Washington, D.C. (January 22, 2025)—Today, Rep. Jamie Raskin, Ranking Member of the House Committee on the Judiciary, delivered opening remarks at the Subcommittee on Immigration, Integrity, Security, and Enforcement hearing on immigration enforcement.
Below are Ranking Member Raskin’s remarks, as delivered, at the subcommittee hearing.
WATCH Ranking Member Raskin’s floor statement
Ranking Member Jamie Raskin
Subcommittee on Immigration, Integrity, Security, and Enforcement
Hearing on “Restoring Immigration Enforcement in America”
January 22, 2025
The Chairman began by saying the point here is to restore the rule of law, restore the rule of law. Can you even pretend to do that, if you stand by and support Donald Trump, who on day one, as the Chairman of the Committee just said, day one of his presidency, pardoned 1,500 insurrectionists, including hundreds of people who violently assaulted and attacked American police officers.
Let’s just take one person who is free today, Julian Khater, who had been convicted after having every due process protection, the right to counsel, the right to cross-examine witnesses, the right to introduce evidence, but they had him completely. They knew exactly what happened. Most of this was videotaped, so the whole world could see it. Well, Julian Khater repeatedly violently assaulted our officer protecting us in Congress, Officer Brian Sicknick, who then proceeded to have several strokes and died on January 7th, 2021, the next day.
The family of Officer Sicknick is absolutely devastated and demolished by what’s just happened. I invite any of my colleagues, including the new Members to this Committee who maybe weren’t here on January 6th and didn’t experience the trauma of that violent insurrection, when we saw a mob marauding through here, yelling, “Hang Mike Pence, Hang Mike Pence,” and looking to assassinate Nancy Pelosi. And now, you have the temerity to come forward and say, this is about public safety? How much safer are we now with these 1,500 criminals at large in Washington, DC and going out into the country? Are you vouching that these are not, these people are not going to be attacking any other police officers? Are you vouching that they’re no longer a threat to public safety? What an outrage. What a scandal.

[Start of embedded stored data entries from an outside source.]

//! Value types shared across the pipeline stages

use crate::fingerprint::Digest;
use serde::{Deserialize, Serialize};

/// Default memory page size in bytes (4KB)
pub const PAGE_SIZE: u64 = 4096;

/// A simulated memory page
///
/// Created at ingestion; the cluster assignment is stamped on the copies
/// explored within a cluster. Merging is bookkeeping only, so the shared
/// flag is carried for downstream consumers but never set by the pipeline.
/// Pages live for a single run.
#[derive(Debug, Clone, Serialize, Deserialize)]
pub struct Page {
    /// Page identifier, unique within a run
    pub page_id: u64,
    /// Owning VM identifier
    pub vm_id: u64,
    /// Owning application identifier
    pub app_id: u64,
    /// Content digest of the page
    pub content_digest: Digest,
    /// Textual structural dump, used only for similarity scoring
    pub structural_dump: String,
    /// Page size in bytes
    pub size: u64,
    /// Whether this page has been merged with another
    pub shared: bool,
    /// Cluster the owning application was assigned to, if any
    pub cluster_id: Option<u64>,
}

impl Page {
    /// Create a page with the default size and no cluster assignment
    pub fn new(
        page_id: u64,
        vm_id: u64,
        app_id: u64,
        content_digest: Digest,
        structural_dump: impl Into<String>,
    ) -> Self {
        Self {
            page_id,
            vm_id,
            app_id,
            content_digest,
            structural_dump: structural_dump.into(),
            size: PAGE_SIZE,
            shared: false,
            cluster_id: None,
        }
    }
}

/// A virtual machine application and its pages
#[derive(Debug, Clone, Serialize, Deserialize)]
pub struct Application {
    /// Application identifier
    pub app_id: u64,
    /// Owning VM identifier
    pub vm_id: u64,
    /// Human-readable name
    pub name: String,
    /// Content digest of the application binary/content
    pub content_digest: Digest,
    /// Identifiers of the pages this application owns
    pub pages: Vec<u64>,
    /// Cluster assignment, set exactly once by clustering
    pub cluster_id: Option<u64>,
}

impl Application {
    pub fn new(
        app_id: u64,
        vm_id: u64,
        name: impl Into<String>,
        content_digest: Digest,
        pages: Vec<u64>,
    ) -> Self {
        Self {
            app_id,
            vm_id,
            name: name.into(),
            content_digest,
            pages,
            cluster_id: None,
        }
    }
}

/// Unordered pair of identifiers with a similarity score in [0, 100]
///
/// Produced and consumed within a single stage (clustering candidates or
/// explorer output); not deduplicated across generations by design.
#[derive(Debug, Clone, PartialEq, Serialize, Deserialize)]
pub struct SimilarityResult {
    pub first: u64,
    pub second: u64,
    pub score: f64,
}

impl SimilarityResult {
    pub fn new(first: u64, second: u64, score: f64) -> Self {
        Self {
            first,
            second,
            score,
        }
    }
}

#[cfg(test)]
mod tests {
    use super::*;
    use crate::fingerprint::Fingerprinter;

    #[test]
    fn test_page_defaults() {
        let digest = Fingerprinter::fingerprint(b"content");
        let page = Page::new(1, 1, 1, digest, "dump1");

        assert_eq!(page.size, PAGE_SIZE);
        assert!(!page.shared);
        assert_eq!(page.cluster_id, None);
    }

    #[test]
    fn test_application_starts_unclustered() {
        let digest = Fingerprinter::fingerprint(b"app");
        let app = Application::new(1, 0, "app-1", digest, vec![1, 2]);

        assert_eq!(app.cluster_id, None);
        assert_eq!(app.pages, vec![1, 2]);
    }
}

Well, the hearing’s been called not on trying to deal with the public safety crisis created by the president on day one of his presidency, but on immigration.

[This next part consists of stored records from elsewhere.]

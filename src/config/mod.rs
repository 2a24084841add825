//! Configuration management for the msmd simulator
//!
//! Loading, validation, and defaults for the pipeline's tunable parameters.

use crate::error::{MsmdError, Result, ValidationError};
use serde::{Deserialize, Serialize};
use std::path::{Path, PathBuf};

/// Main configuration structure
#[derive(Debug, Clone, Serialize, Deserialize)]
pub struct Config {
    #[serde(default)]
    pub clustering: ClusteringConfig,
    #[serde(default)]
    pub explorer: ExplorerConfig,
    #[serde(default)]
    pub memory: MemoryConfig,
}

/// Application clustering configuration
#[derive(Debug, Clone, Serialize, Deserialize)]
pub struct ClusteringConfig {
    /// Minimum similarity percentage (exclusive) for a merge candidate
    pub similarity_threshold: f64,
}

/// Generational page-similarity search configuration
#[derive(Debug, Clone, Serialize, Deserialize)]
pub struct ExplorerConfig {
    /// Survivor population size per generation
    pub population_size: usize,
    /// Number of generations to run
    pub generations: usize,
    /// Per-iteration probability of a mutation re-pairing
    pub mutation_rate: f64,
    /// Optional wall-clock budget for one discovery run, in milliseconds.
    /// Generation count is otherwise the only bound on runtime while the
    /// population grows quadratically with page count.
    #[serde(default, skip_serializing_if = "Option::is_none")]
    pub time_budget_ms: Option<u64>,
}

/// Simulated memory layout configuration
#[derive(Debug, Clone, Serialize, Deserialize)]
pub struct MemoryConfig {
    /// Page size in bytes
    pub page_size: u64,
}

impl Default for ClusteringConfig {
    fn default() -> Self {
        Self {
            similarity_threshold: 30.0,
        }
    }
}

impl Default for ExplorerConfig {
    fn default() -> Self {
        Self {
            population_size: 50,
            generations: 20,
            mutation_rate: 0.1,
            time_budget_ms: None,
        }
    }
}

impl Default for MemoryConfig {
    fn default() -> Self {
        Self { page_size: 4096 }
    }
}

impl Default for Config {
    fn default() -> Self {
        Self {
            clustering: ClusteringConfig::default(),
            explorer: ExplorerConfig::default(),
            memory: MemoryConfig::default(),
        }
    }
}

impl Config {
    /// Load configuration from a file
    pub fn load(path: &Path) -> Result<Self> {
        if !path.exists() {
            return Err(MsmdError::ConfigNotFound {
                path: path.to_path_buf(),
            });
        }

        let content = std::fs::read_to_string(path).map_err(|e| MsmdError::Io {
            source: e,
            context: format!("Failed to read config file: {}", path.display()),
        })?;

        let config: Config = toml::from_str(&content)?;
        config.validate()?;
        Ok(config)
    }

    /// Save configuration to a file
    pub fn save(&self, path: &Path) -> Result<()> {
        let content = toml::to_string_pretty(self)?;
        std::fs::write(path, content).map_err(|e| MsmdError::Io {
            source: e,
            context: format!("Failed to write config file: {}", path.display()),
        })
    }

    /// Default configuration file path (~/.config/msmd/config.toml)
    pub fn default_path() -> Result<PathBuf> {
        let config_dir = dirs::config_dir()
            .ok_or_else(|| anyhow::anyhow!("Cannot determine config directory"))?;
        Ok(config_dir.join("msmd").join("config.toml"))
    }

    /// Validate all configuration values, accumulating every failure
    pub fn validate(&self) -> Result<()> {
        let mut errors = Vec::new();

        if self.explorer.population_size == 0 {
            errors.push(ValidationError::new(
                "explorer.population_size",
                "must be positive",
            ));
        }
        if self.explorer.generations == 0 {
            errors.push(ValidationError::new(
                "explorer.generations",
                "must be positive",
            ));
        }
        if !(0.0..=1.0).contains(&self.explorer.mutation_rate) {
            errors.push(ValidationError::new(
                "explorer.mutation_rate",
                "must be within [0.0, 1.0]",
            ));
        }
        if !(0.0..=100.0).contains(&self.clustering.similarity_threshold) {
            errors.push(ValidationError::new(
                "clustering.similarity_threshold",
                "must be within [0.0, 100.0]",
            ));
        }
        if self.memory.page_size == 0 {
            errors.push(ValidationError::new("memory.page_size", "must be positive"));
        }

        if errors.is_empty() {
            Ok(())
        } else {
            Err(MsmdError::ConfigValidation { errors })
        }
    }
}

Now, time and again, Democrats have reached across the aisle to fix our immigration system by finding common ground through compromise. We did it in 1986, with a Democratic-led House and a Republican-led Senate, when we passed the immigration reform signed into law by President Reagan four decades ago. In 2013, under President Obama, Democrats worked with Senate Republicans on a sweeping comprehensive immigration reform bill, only to have House Republicans kill the bill because it threatened Speaker Boehner’s grip on power.
Last year, under President Biden, Democrats worked with Republican Senator James Lankford, to produce a tough border security deal, with increased border patrol, with increased technology, with increased asylum judges at the border. But President Trump and House Republicans openly and aggressively tanked the deal—they sank the ship—openly rejecting a bipartisan border agreement hailed by the most conservative Republicans in the Senate because they preferred to have a security crisis to run on than an actual border solution.
Yet as Democrats, we stand ready again to work with our Republican colleagues to fix our broken immigration system. Today, unlawful crossings at the border are lower than they were when President Trump left office. We made progress. Now is the time for us to tackle the daunting task of finding compromises and pragmatic solutions to fix the system that has not been updated in decades—a system that relegates millions of people to the shadows and leaves other people in limbo.
Let’s secure the border. Let’s make it a lot, lot harder to get into America illegally and a lot easier to get into America lawfully. That’s what America wants to see. Let’s not use immigration to destroy our Constitution—unbelievable that a lot of my friends on the other side of the aisle are sitting by idly while Donald Trump proposes by executive order to destroy Section 1 of the 14th Amendment, which establishes that everybody born in the United States is a citizen of the United States. And yet, they just let that go. All of these originalists and textualists who claim to care about what the Constitution stands for, that was the whole purpose and meaning of the 14th Amendment, and now they want to destroy birthright citizenship in America, moving to a citizenship based on race instead of a citizenship based on place, which was the whole purpose of the 14th Amendment, to overturn the Dred Scott decision.
Well, we’re obviously going to have some differences moving forward because they don’t want real solutions. They just want to demagogue the immigration issue. That doesn’t move America forward. It’s just like they demagogued the issue of inflation. They said they were going to bring down prices and rent and utilities, energy costs. They said they were going to bring down the price of groceries. Not a single peep from them about that on day one. No, it’s just about releasing all the violent insurrectionists, the Proud Boys and the Oath Keepers who are out there today saying that they want revenge. Now that’s the real program for America.
But let’s hear what their specific proposals are about immigration, if they make sense, then we will get behind them. But if it’s just more demagoguery, Mr. Chairman, I’m afraid we’re going to have to let it pass.